1. Bird noises are piped in by television companies
2. Cows were once used as lawnmowers
3. The bunker sand isn't actually 'sand'
4. The water is dyed
5. The club lays ice on flower beds to delay their blooming
6. Phones are banned from the golf course
7. The course shuts from May until October
© @Adam Olliver

A popular myth only strengthened by the revelation in 2000 that CBS got caught playing bird sounds on a TV broadcast - although that was actually at the PGA Championship at Valhalla. Seeking to finally put the myth to bed, the New York Times reached out to Augusta National, bringing the prickly reply: 'The birds you hear are live and they are indigenous to Augusta'.

Quite simply, UK golf courses don't have to go to such lengths. Whether it be choughs at Newquay Golf Club or red kites soaring above fairways in north Leeds, golf courses are actually some of the most valuable habitats for maintaining the UK's bird species. 

UK golf courses make up a combined area larger than all but seven of our national parks and the RSPB's Dr Marie Athorn explained how courses are well-placed to help wildlife and provide connectivity between existing habitats.

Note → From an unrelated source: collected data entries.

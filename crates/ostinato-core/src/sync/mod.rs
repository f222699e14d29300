//! Transport synchronization
//!
//! Turns the host's per-block transport description into discrete sync
//! pulses, measures drift between loops and the pulse train, and applies
//! the pulses to each track's pending events.

mod drift;
mod host;
mod synchronizer;

pub use drift::*;
pub use host::*;
pub use synchronizer::*;
/// Execute a due event and then its stacked children, in stacking order
///
/// The event is released back to the arena before its handler runs so a
/// handler that clears the queue (Reset) never double-releases it.
pub fn execute_event(track: &mut Track, handle: Handle, ctx: &InvokeContext) -> ExecuteResult {
    let Some(event) = track.queue.event(handle) else {
        track.queue.trace_invalid("stale event handle at execution", handle.index() as i64);
        return ExecuteResult::default();
    };
    let event_type = event.event_type;
    let function = event.function;
    let argument = event.argument;

    // Detach children before releasing the parent
    let mut children: [Option<Handle>; 8] = [None; 8];
    let mut child_count = 0;
    while let Some(child) = track.queue.take_first_child(handle) {
        if child_count < children.len() {
            children[child_count] = Some(child);
            child_count += 1;
        } else {
            track.queue.cancel(child);
        }
    }
    track.queue.release(handle);

    let mut result = dispatch(track, event_type, function, argument, ctx);

    for child in children.iter().take(child_count).flatten() {
        result.merge(execute_event(track, *child, ctx));
    }

    track.sync_atomics();
    result
}

fn dispatch(
    track: &mut Track,
    event_type: EventType,
    function: FunctionId,
    argument: usize,
    ctx: &InvokeContext,
) -> ExecuteResult {
    match event_type {
        EventType::Record => record::record_start(track),
        EventType::RecordStop => record::record_stop(track),
        EventType::Overdub => record::overdub_toggle(track),
        EventType::Replace => record::replace_toggle(track, MajorMode::Replace),
        EventType::Substitute => record::replace_toggle(track, MajorMode::Substitute),
        EventType::Rehearse => record::replace_toggle(track, MajorMode::Rehearse),
        EventType::Multiply => rounding::multiply_start(track),
        EventType::MultiplyEnd => rounding::multiply_end(track, function == FunctionId::Record),
        EventType::Insert => rounding::insert_start(track),
        EventType::InsertEnd => rounding::insert_end(track, function == FunctionId::Record),
        EventType::Mute => {
            let policy = track.config.mute_mode;
            mute::mute_toggle(track, policy)
        }
        EventType::Pause => mute::pause_toggle(track),
        EventType::PlayJump => switch::play_jump(track),
        EventType::Switch => switch::switch_loop(track, argument),
        EventType::Reset => {
            if function == FunctionId::GlobalReset {
                track.reset();
            } else {
                switch::reset_active_loop(track);
            }
            ExecuteResult { length_changed: true, was_reset: true }
        }
        EventType::Validate | EventType::ScriptWait => ExecuteResult::default(),
    }
}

She said: "Golf courses not only provide a refuge for rare and declining species, but are also stepping stones across an increasingly fragmented landscape. We know that golf courses provide habitat for several bird species that are in urgent need of help. Willow tits and turtle doves are two of the fastest declining bird species in the UK and we have records of them using golf courses. The RSPB and The R&A are joined in partnership to not only showcase how golf courses are already supporting wildlife across the UK, but to advise more golf courses on how to support nature while still being fun and challenging places to play golf."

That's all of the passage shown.